Chapitre 46


Samedi – Deux jours avant l'affrontement

Le jet décolla juste au-dessus de la tête de Gaspard qui rajusta son paquetage sur son dos. Les yeux tournés vers le ciel, il fit encore quelques pas pour s'isoler, les doigts cramponnés à son portable.

- Luna, c'est Gaspard. Ecoute, je sais qu'on ne devait pas communiquer pendant ton absence, mais tout le monde commence à se demander où tu es passée. J'ai fait ce qu'il fallait pour ton frangin et les gamins d'Amanda, et on quitte la base cette après-midi. L'évacuation de Paris a été ordonnée par le président, mais ses alliés se font plus rares, alors je ne sais pas trop quelles chances il nous reste. Bref, rappelle-moi et donne signe de vie.

Gaspard marqua une pause et se sentit stupide sans savoir comment conclure son message.

- A plus, dit-il finalement.

Il raccrocha et resta quelques instants figé à regarder l'écran du portable. Qu'est-ce qui pouvaient bien retenir son amie si longtemps ? Il croyait de moins en moins à la perspective d'une mission secrète dans le but de garantir la victoire des Revenants...

- Toujours rien ? l'interrompit Martial, juste derrière lui.

- Non, répondeur, lâcha son équipier.

- Elle va revenir. Il le faut.

Les deux hommes se dévisagèrent et ce simple regard leur permis d'échanger bien plus que les mots. A chaque heure qui passait, l'un comme l'autre sentait croître en lui une sensation de malaise. Ce n'était pas normal. Luna aurait déjà dû être là.
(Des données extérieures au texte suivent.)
#[cfg(test)]
mod tests {
    #![allow(clippy::unwrap_used, clippy::float_cmp)]

    use std::collections::BTreeSet;
    use std::net::{IpAddr, Ipv4Addr};

    use mcadmin_types::GameMode;
    use uuid::Uuid;

    use super::*;
    use crate::registry::{EnvironmentCounters, Movement, Position, Vitals};

    // -----------------------------------------------------------------------
    // Test registry
    // -----------------------------------------------------------------------

    struct FakeParticipant {
        id: Uuid,
        name: String,
        position: Position,
        slots: Vec<Option<ItemStack>>,
        completed: BTreeSet<String>,
        failing: BTreeSet<SnapshotSection>,
        untracked: Vec<Statistic>,
        achievement_error_at: Option<String>,
        address: Option<IpAddr>,
    }

    impl FakeParticipant {
        fn named(name: &str) -> Self {
            Self {
                id: Uuid::new_v4(),
                name: name.to_owned(),
                position: Position {
                    x: 12.345_67,
                    y: 64.0,
                    z: -3.004,
                    world: "world".to_owned(),
                    pitch: 45.06,
                    yaw: -90.04,
                },
                slots: Vec::new(),
                completed: BTreeSet::new(),
                failing: BTreeSet::new(),
                untracked: Vec::new(),
                achievement_error_at: None,
                address: Some(IpAddr::V4(Ipv4Addr::new(10, 0, 0, 7))),
            }
        }

        fn check(&self, section: SnapshotSection) -> Result<(), AccessError> {
            if self.failing.contains(&section) {
                Err(AccessError::Unavailable(format!("{section} is broken")))
            } else {
                Ok(())
            }
        }
    }

    impl Participant for FakeParticipant {
        fn id(&self) -> Uuid {
            self.id
        }

        fn name(&self) -> &str {
            &self.name
        }

        fn display_name(&self) -> &str {
            &self.name
        }

        fn position(&self) -> Result<Position, AccessError> {
            self.check(SnapshotSection::Location)?;
            Ok(self.position.clone())
        }

        fn vitals(&self) -> Result<Vitals, AccessError> {
            self.check(SnapshotSection::Vitals)?;
            Ok(Vitals {
                health: 19.95,
                max_health: 20.0,
                food_level: 17,
                saturation: 2.25,
                level: 7,
                exp_progress: 0.456,
                total_experience: 160,
            })
        }

        fn movement(&self) -> Result<Movement, AccessError> {
            self.check(SnapshotSection::Mode)?;
            Ok(Movement {
                game_mode: GameMode::Survival,
                flying: false,
                allow_flight: false,
                walk_speed: 0.2,
                fly_speed: 0.1,
            })
        }

        fn environment(&self) -> Result<EnvironmentCounters, AccessError> {
            self.check(SnapshotSection::Environment)?;
            Ok(EnvironmentCounters {
                fire_ticks: 0,
                remaining_air: 300,
                maximum_air: 300,
            })
        }

        fn inventory(&self) -> Result<Vec<Option<ItemStack>>, AccessError> {
            self.check(SnapshotSection::Inventory)?;
            Ok(self.slots.clone())
        }

        fn statistic(&self, statistic: Statistic) -> Result<i64, AccessError> {
            self.check(SnapshotSection::Statistics)?;
            if self.untracked.contains(&statistic) {
                return Err(AccessError::Untracked(statistic));
            }
            Ok(10)
        }

        fn has_completed(&self, achievement: &str) -> Result<bool, AccessError> {
            if self.achievement_error_at.as_deref() == Some(achievement) {
                return Err(AccessError::Unavailable("advancement data".to_owned()));
            }
            Ok(self.completed.contains(achievement))
        }

        fn ping(&self) -> Result<i32, AccessError> {
            self.check(SnapshotSection::Connection)?;
            Ok(35)
        }

        fn address(&self) -> Option<IpAddr> {
            self.address
        }
    }

    struct FakeRegistry {
        participants: Vec<FakeParticipant>,
        catalogue: Vec<String>,
    }

    impl FakeRegistry {
        fn with(participants: Vec<FakeParticipant>) -> Self {
            Self {
                participants,
                catalogue: Vec::new(),
            }
        }
    }

    impl ParticipantRegistry for FakeRegistry {
        type Participant = FakeParticipant;

        fn server_name(&self) -> &str {
            "TestServer"
        }

        fn online(&self) -> Box<dyn Iterator<Item = &FakeParticipant> + '_> {
            Box::new(self.participants.iter())
        }

        fn achievements(&self) -> Box<dyn Iterator<Item = &str> + '_> {
            Box::new(self.catalogue.iter().map(String::as_str))
        }
    }

    fn catalogue(n: usize) -> Vec<String> {
        (0..n).map(|i| format!("story/step_{i:03}")).collect()
    }

    // -----------------------------------------------------------------------
    // Rounding
    // -----------------------------------------------------------------------

    #[test]
    fn coordinates_round_to_two_decimals() {
        assert_eq!(round_half_up(12.345_67, 2), 12.35);
        assert_eq!(round_half_up(-3.004, 2), -3.0);
    }

    #[test]
    fn angles_round_to_one_decimal() {
        assert_eq!(round_half_up(45.06, 1), 45.1);
        assert_eq!(round_half_up(f64::from(45.06_f32), 1), 45.1);
    }

    #[test]
    fn ties_round_towards_positive_infinity() {
        assert_eq!(round_half_up(0.25, 1), 0.3);
        assert_eq!(round_half_up(-0.25, 1), -0.2);
        assert_eq!(round_half_up(2.5, 0), 3.0);
        assert_eq!(round_half_up(-2.5, 0), -2.0);
    }

    #[test]
    fn snapshot_applies_rounding_rules() {
        let registry = FakeRegistry::with(vec![FakeParticipant::named("Alex")]);
        let batch = collect_batch(&registry);
        let snap = &batch.players[0];

        let location = snap.location.as_ref().unwrap();
        assert_eq!(location.x, 12.35);
        assert_eq!(location.pitch, 45.1);
        assert_eq!(location.yaw, -90.0);

        let vitals = snap.vitals.as_ref().unwrap();
        assert_eq!(vitals.exp, 0.46);
        assert_eq!(vitals.max_health, 20.0);
    }

    // -----------------------------------------------------------------------
    // Achievements
    // -----------------------------------------------------------------------

    #[test]
    fn achievements_are_truncated_but_counted() {
        let mut participant = FakeParticipant::named("Alex");
        let ids = catalogue(80);
        participant.completed = ids.iter().take(73).cloned().collect();
        let mut registry = FakeRegistry::with(vec![participant]);
        registry.catalogue = ids;

        let snap = &collect_batch(&registry).players[0];
        assert_eq!(snap.achievements.advancement_count, 73);
        assert_eq!(snap.achievements.achievements.len(), MAX_LISTED_ACHIEVEMENTS);
        assert_eq!(snap.achievements.achievements[0], "story/step_000");
        assert!(snap.achievements.achievements_truncated);
    }

    #[test]
    fn exactly_fifty_achievements_are_not_truncated() {
        let mut participant = FakeParticipant::named("Alex");
        let ids = catalogue(50);
        participant.completed = ids.iter().cloned().collect();
        let mut registry = FakeRegistry::with(vec![participant]);
        registry.catalogue = ids;

        let snap = &collect_batch(&registry).players[0];
        assert_eq!(snap.achievements.advancement_count, 50);
        assert!(!snap.achievements.achievements_truncated);
    }

    #[test]
    fn achievement_failure_keeps_what_was_counted() {
        let mut participant = FakeParticipant::named("Alex");
        let ids = catalogue(10);
        participant.completed = ids.iter().cloned().collect();
        participant.achievement_error_at = Some(ids[4].clone());
        let mut registry = FakeRegistry::with(vec![participant]);
        registry.catalogue = ids;

        let snap = &collect_batch(&registry).players[0];
        assert_eq!(snap.achievements.advancement_count, 4);
        assert!(snap.error.is_none());
    }

    // -----------------------------------------------------------------------
    // Partial-failure isolation
    // -----------------------------------------------------------------------

    #[test]
    fn statistics_failure_leaves_snapshot_intact() {
        let mut broken = FakeParticipant::named("Broken");
        broken.failing.insert(SnapshotSection::Statistics);
        let healthy = FakeParticipant::named("Healthy");
        let registry = FakeRegistry::with(vec![broken, healthy]);

        let batch = collect_batch(&registry);
        assert_eq!(batch.count, 2);

        let broken = &batch.players[0];
        assert!(broken.statistics.is_empty());
        assert!(broken.error.is_none());
        assert!(broken.location.is_some());

        let healthy = &batch.players[1];
        assert_eq!(healthy.statistics.len(), Statistic::ALL.len());
    }

    #[test]
    fn untracked_statistics_are_absent_keys() {
        let mut participant = FakeParticipant::named("Alex");
        participant.untracked = vec![Statistic::DistanceFlown, Statistic::Jumps];
        let registry = FakeRegistry::with(vec![participant]);

        let snap = &collect_batch(&registry).players[0];
        assert_eq!(snap.statistics.len(), Statistic::ALL.len() - 2);
        assert!(!snap.statistics.contains_key(&Statistic::Jumps));
        assert_eq!(snap.statistics[&Statistic::Deaths], 10);
    }

    #[test]
    fn failed_section_is_flagged_and_others_survive() {
        let mut participant = FakeParticipant::named("Alex");
        participant.failing.insert(SnapshotSection::Location);
        participant.failing.insert(SnapshotSection::Connection);
        let registry = FakeRegistry::with(vec![participant, FakeParticipant::named("Steve")]);

        let batch = collect_batch(&registry);
        let snap = &batch.players[0];
        assert!(snap.location.is_none());
        assert!(snap.connection.is_none());
        assert!(snap.vitals.is_some());
        assert!(snap.inventory.is_some());
        assert_eq!(snap.error.as_deref(), Some(PARTIAL_FAILURE_MARKER));
        assert_eq!(
            snap.failed_sections,
            vec![SnapshotSection::Location, SnapshotSection::Connection]
        );

        assert!(batch.players[1].is_complete());
        assert!(batch.players[1].error.is_none());
    }

    // -----------------------------------------------------------------------
    // Inventory and connection
    // -----------------------------------------------------------------------

    #[test]
    fn inventory_skips_empty_and_air_slots() {
        let mut sword = ItemStack::new("DIAMOND_SWORD", 1);
        sword.durability = 12;
        sword.display_name = Some("Excalibur".to_owned());
        sword.enchantments = vec![("sharpness".to_owned(), 5), ("unbreaking".to_owned(), 3)];

        let mut participant = FakeParticipant::named("Alex");
        participant.slots = vec![
            None,
            Some(ItemStack::new("AIR", 1)),
            Some(sword),
            Some(ItemStack::new("COBBLESTONE", 0)),
            Some(ItemStack::new("BREAD", 16)),
        ];
        let registry = FakeRegistry::with(vec![participant]);

        let snap = &collect_batch(&registry).players[0];
        let items = snap.inventory.as_ref().unwrap();
        assert_eq!(items.len(), 2);

        assert_eq!(items[0].slot, 2);
        assert_eq!(items[0].durability, 12);
        assert_eq!(items[0].display_name.as_deref(), Some("Excalibur"));
        assert_eq!(
            items[0].enchantments.as_deref(),
            Some(&["sharpness:5".to_owned(), "unbreaking:3".to_owned()][..])
        );

        assert_eq!(items[1].slot, 4);
        assert_eq!(items[1].item_type, "BREAD");
        assert!(items[1].enchantments.is_none());
    }

    #[test]
    fn missing_address_reports_unknown() {
        let mut participant = FakeParticipant::named("Alex");
        participant.address = None;
        let registry = FakeRegistry::with(vec![participant]);

        let snap = &collect_batch(&registry).players[0];
        assert_eq!(snap.connection.as_ref().unwrap().address, UNKNOWN_ADDRESS);
    }

    #[test]
    fn batch_preserves_registry_order() {
        let names = ["Alex", "Steve", "Herobrine"];
        let registry =
            FakeRegistry::with(names.iter().map(|n| FakeParticipant::named(n)).collect());

        let batch = collect_batch(&registry);
        assert_eq!(batch.count, batch.players.len());
        assert_eq!(batch.server, "TestServer");
        let collected: Vec<&str> = batch.players.iter().map(|p| p.name.as_str()).collect();
        assert_eq!(collected, names);
    }

    #[test]
    fn empty_registry_yields_empty_batch() {
        let registry = FakeRegistry::with(Vec::new());
        let batch = collect_batch(&registry);
        assert_eq!(batch.count, 0);
        assert!(batch.players.is_empty());
        assert!(batch.timestamp > 0);
    }
}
Elle était arrivée dans leurs vies avec le fracas d'un ouragan, sauvage, violente, et, à l'intérieur, brisée. La souffrance la consumait, décuplant sa haine et les penchants meurtriers de son espèce. Mais aucun des membres de son unité n'avait jamais vu le monstre que d'autres redoutaient. Elle était comme eux, en vérité. Abîmée par l'Institut, durcie par la perte de ses proches. Chacun d'entre eux avait connu cela. On ne devenait pas rebelle dans une lutte contre les GEN sans y laisser des plumes. Alors, Luna était devenue l'une des leurs, et Martial comme Gaspard lui auraient confié leur vie sans hésiter. L'unité était une famille. Une famille veillait sur ses membres.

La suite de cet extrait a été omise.